На фиг.20 (Взаимодействие рекомбинантных белков Р6, Р7, Р8 с миеломными IgA1 и IgA2):On Fig (Interaction of recombinant proteins P6, P7, P8 with myeloma IgA1 and IgA2):
По оси абсцисс - миеломные IgA (1-10 образцы IgA1, 11-12 образцы IgA2), использовано по два разведения: 1:10000, 1:100000.On the abscissa axis, myeloma IgA (1-10 IgA1 samples, 11-12 IgA2 samples), two dilutions were used: 1: 10000, 1: 100000.
По оси ординат - оптическая плотность (OD492).The ordinate is the optical density (OD 492 ).
Пример 17. Изучение влияния восстановления дисульфидных связей в молекуле IgA на ее взаимодействие с полипептидами Р6, Р8Example 17. The study of the effect of the restoration of disulfide bonds in the IgA molecule on its interaction with polypeptides P6, P8
Для проведения ИФА использовали планшеты NUNC MaxiSorb (Danemark) с повышенной сорбционной активностью.For ELISA, NUNC MaxiSorb (Danemark) tablets with increased sorption activity were used.
Приготовление разведенных препаратов иммуноглобулинов осуществляли с применением 10% раствора эмбриональной коровьей сыворотки в однократном РП, рН 7,4-7,5.The preparation of diluted immunoglobulin preparations was carried out using a 10% solution of fetal bovine serum in a single RP, pH 7.4-7.5.
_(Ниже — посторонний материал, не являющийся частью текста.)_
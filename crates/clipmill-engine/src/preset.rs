//! The fixed MP4 conversion preset.
//!
//! Every job runs the same argument list; only the virtual filenames and the
//! configured encoder knobs vary. Container negotiation and per-job tuning
//! are out of scope by design.

use clipmill_core::config::ConversionConfig;

/// Build the transcode argument list for one job.
///
/// `input` and `output` are virtual filenames inside the engine's namespace.
/// The machine-readable progress stream is requested on stdout
/// (`-progress pipe:1`) with periodic statistics suppressed, and existing
/// outputs are overwritten without prompting.
pub fn conversion_args(input: &str, output: &str, config: &ConversionConfig) -> Vec<String> {
    vec![
        "-i".to_string(),
        input.to_string(),
        "-c:v".to_string(),
        config.video_codec.clone(),
        "-preset".to_string(),
        config.preset.clone(),
        "-movflags".to_string(),
        config.movflags.clone(),
        "-crf".to_string(),
        config.crf.to_string(),
        "-progress".to_string(),
        "pipe:1".to_string(),
        "-nostats".to_string(),
        "-v".to_string(),
        "error".to_string(),
        "-y".to_string(),
        output.to_string(),
    ]
}
//! Process-backed [`TranscodeEngine`] driving a local ffmpeg/ffprobe install.
//!
//! Each instance owns a temporary directory that serves as its virtual
//! filesystem namespace; virtual filenames never leave that directory.
//! Readiness means the ffmpeg binary has been located and answers
//! `-version`; verification runs in the background so construction itself
//! stays cheap.

use std::path::{Path, PathBuf};
use std::sync::Arc;

use async_trait::async_trait;
use bytes::Bytes;
use serde::Deserialize;
use tempfile::TempDir;
use tokio::sync::{broadcast, watch};

use clipmill_core::config::EngineConfig;
use clipmill_core::{EngineId, Error, Result};

use crate::command::ToolCommand;
use crate::engine::{EngineFactory, TranscodeEngine};

/// Buffer size for the progress-line fan-out channel.
const PROGRESS_CHANNEL_CAPACITY: usize = 256;

#[derive(Debug, Clone)]
enum ReadyState {
    Pending,
    Ready,
    Failed(String),
}

// ---------------------------------------------------------------------------
// FfmpegEngine
// ---------------------------------------------------------------------------

/// An engine instance backed by local ffmpeg and ffprobe binaries.
pub struct FfmpegEngine {
    id: EngineId,
    ffmpeg: PathBuf,
    ffprobe: PathBuf,
    workdir: TempDir,
    config: EngineConfig,
    ready_rx: watch::Receiver<ReadyState>,
    progress_tx: broadcast::Sender<String>,
}

impl FfmpegEngine {
    /// Create a new engine instance.
    ///
    /// Tool paths come from the config when set, otherwise from `PATH`.
    /// Verification of the ffmpeg install happens asynchronously; callers
    /// observe the outcome through [`TranscodeEngine::ready`].
    pub fn new(config: &EngineConfig) -> Result<Self> {
        let ffmpeg = resolve_tool(config.ffmpeg_path.as_deref(), "ffmpeg")?;
        let ffprobe = resolve_tool(config.ffprobe_path.as_deref(), "ffprobe")?;

        let workdir = TempDir::new()
            .map_err(|e| Error::engine_init(format!("failed to create workdir: {e}")))?;

        let (ready_tx, ready_rx) = watch::channel(ReadyState::Pending);
        let (progress_tx, _) = broadcast::channel(PROGRESS_CHANNEL_CAPACITY);

        let id = EngineId::new();
        tracing::debug!("Engine {id} created (ffmpeg: {})", ffmpeg.display());

        // Background verification; the readiness gate resolves when this
        // finishes.
        let verify_path = ffmpeg.clone();
        let verify_timeout = config.init_timeout();
        tokio::spawn(async move {
            let result = ToolCommand::new(verify_path)
                .arg("-version")
                .timeout(verify_timeout)
                .execute()
                .await;
            let state = match result {
                Ok(_) => ReadyState::Ready,
                Err(e) => ReadyState::Failed(e.to_string()),
            };
            let _ = ready_tx.send(state);
        });

        Ok(Self {
            id,
            ffmpeg,
            ffprobe,
            workdir,
            config: config.clone(),
            ready_rx,
            progress_tx,
        })
    }

    /// This instance's identifier (used in logs).
    pub fn id(&self) -> EngineId {
        self.id
    }

    fn virtual_path(&self, name: &str) -> Result<PathBuf> {
        validate_virtual_name(name)?;
        Ok(self.workdir.path().join(name))
    }
}

#[async_trait]
impl TranscodeEngine for FfmpegEngine {
    async fn ready(&self) -> Result<()> {
        let mut rx = self.ready_rx.clone();
        let wait = rx.wait_for(|s| !matches!(s, ReadyState::Pending));
        let result = match tokio::time::timeout(self.config.init_timeout(), wait).await {
            Ok(Ok(state)) => match &*state {
                ReadyState::Ready => Ok(()),
                ReadyState::Failed(msg) => Err(Error::engine_init(msg.clone())),
                ReadyState::Pending => Err(Error::engine_init("readiness signal lost")),
            },
            Ok(Err(_)) => Err(Error::engine_init("readiness channel closed")),
            Err(_) => Err(Error::timeout("readiness", self.config.init_timeout())),
        };
        result
    }

    async fn probe(&self, bytes: &[u8]) -> Result<Option<f64>> {
        let name = format!("probe-{}.bin", uuid::Uuid::new_v4().simple());
        let path = self.workdir.path().join(&name);
        tokio::fs::write(&path, bytes)
            .await
            .map_err(|e| Error::probe(format!("failed to stage probe input: {e}")))?;

        let mut cmd = ToolCommand::new(self.ffprobe.clone());
        cmd.timeout(self.config.probe_timeout());
        cmd.args(["-v", "error", "-print_format", "json", "-show_format"]);
        cmd.arg(path.to_string_lossy().as_ref());

        let result = cmd.execute().await;
        let _ = tokio::fs::remove_file(&path).await;

        let output = match result {
            Ok(output) => output,
            Err(e @ Error::Timeout { .. }) => return Err(e),
            Err(e) => return Err(Error::probe(e.to_string())),
        };

        parse_probe_duration(&output.stdout)
    }

    async fn write_input(&self, name: &str, bytes: Bytes) -> Result<()> {
        let path = self.virtual_path(name)?;
        tokio::fs::write(&path, &bytes)
            .await
            .map_err(|e| Error::write(name, e.to_string()))
    }

    fn subscribe(&self) -> broadcast::Receiver<String> {
        self.progress_tx.subscribe()
    }

    async fn execute(&self, args: &[String]) -> Result<()> {
        tracing::debug!("Engine {} exec: ffmpeg {}", self.id, args.join(" "));

        let tx = self.progress_tx.clone();
        let mut cmd = ToolCommand::new(self.ffmpeg.clone());
        cmd.args(args.iter().cloned());
        cmd.current_dir(self.workdir.path());
        cmd.timeout(self.config.exec_timeout());

        cmd.execute_streaming(|line| {
            // Ignore send errors (no active subscription).
            let _ = tx.send(line.to_string());
        })
        .await?;

        Ok(())
    }

    async fn read_output(&self, name: &str) -> Result<Bytes> {
        let path = self.virtual_path(name)?;
        let data = tokio::fs::read(&path)
            .await
            .map_err(|e| Error::read(name, e.to_string()))?;
        Ok(Bytes::from(data))
    }
}

// ---------------------------------------------------------------------------
// FfmpegEngineFactory
// ---------------------------------------------------------------------------

/// Factory producing [`FfmpegEngine`] instances from one shared config.
#[derive(Debug, Clone)]
pub struct FfmpegEngineFactory {
    config: EngineConfig,
}

impl FfmpegEngineFactory {
    /// Create a factory for the given engine configuration.
    pub fn new(config: EngineConfig) -> Self {
        Self { config }
    }
}

#[async_trait]
impl EngineFactory for FfmpegEngineFactory {
    async fn create(&self) -> Result<Arc<dyn TranscodeEngine>> {
        let engine = FfmpegEngine::new(&self.config)?;
        Ok(Arc::new(engine))
    }

    fn available(&self) -> bool {
        resolve_tool(self.config.ffmpeg_path.as_deref(), "ffmpeg").is_ok()
            && resolve_tool(self.config.ffprobe_path.as_deref(), "ffprobe").is_ok()
    }
}

// ---------------------------------------------------------------------------
// Helpers
// ---------------------------------------------------------------------------

fn resolve_tool(explicit: Option<&Path>, name: &str) -> Result<PathBuf> {
    match explicit {
        Some(p) if p.exists() => Ok(p.to_path_buf()),
        Some(p) => Err(Error::engine_init(format!(
            "{name} not found at {}",
            p.display()
        ))),
        None => which::which(name)
            .map_err(|_| Error::engine_init(format!("{name} not found on PATH"))),
    }
}

/// A virtual filename must stay inside the workdir and must not be mistaken
/// for a flag by the tool's argument parser.
fn validate_virtual_name(name: &str) -> Result<()> {
    if name.is_empty()
        || name == "."
        || name == ".."
        || name.contains('/')
        || name.contains('\\')
        || name.starts_with('-')
    {
        return Err(Error::write(name, "invalid virtual filename"));
    }
    Ok(())
}

#[derive(Debug, Deserialize)]
struct ProbeOutput {
    #[serde(default)]
    format: ProbeFormat,
}

#[derive(Debug, Default, Deserialize)]
struct ProbeFormat {
    duration: Option<String>,
}

fn parse_probe_duration(stdout: &str) -> Result<Option<f64>> {
    let parsed: ProbeOutput = serde_json::from_str(stdout)
        .map_err(|e| Error::probe(format!("ffprobe JSON parse error: {e}")))?;
    Ok(parsed.format.duration.and_then(|s| s.parse::<f64>().ok()))
}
Удаление несвязавшихся реагентов проводили трехкратным промыванием планшетов РП, рН 7,4-7,5.Removal of unbound reagents was performed by washing the RP plates three times, pH 7.4-7.5.
Для получения данных об относительной стабильности структуры сайта связывания белков Р6, Р8, локализованного на молекуле IgA, использована коллекция МкАт. Проведено сопоставление устойчивости эпитопов МкАт на молекуле IgA и сайта связывания полипептидов в условиях восстановления дисульфидных связей между α цепями IgA.To obtain data on the relative stability of the structure of the binding site of the P6, P8 proteins localized on the IgA molecule, the McAt collection was used. A comparison was made of the stability of McAt epitopes on an IgA molecule and the polypeptide binding site under conditions of restoration of disulfide bonds between IgA α chains.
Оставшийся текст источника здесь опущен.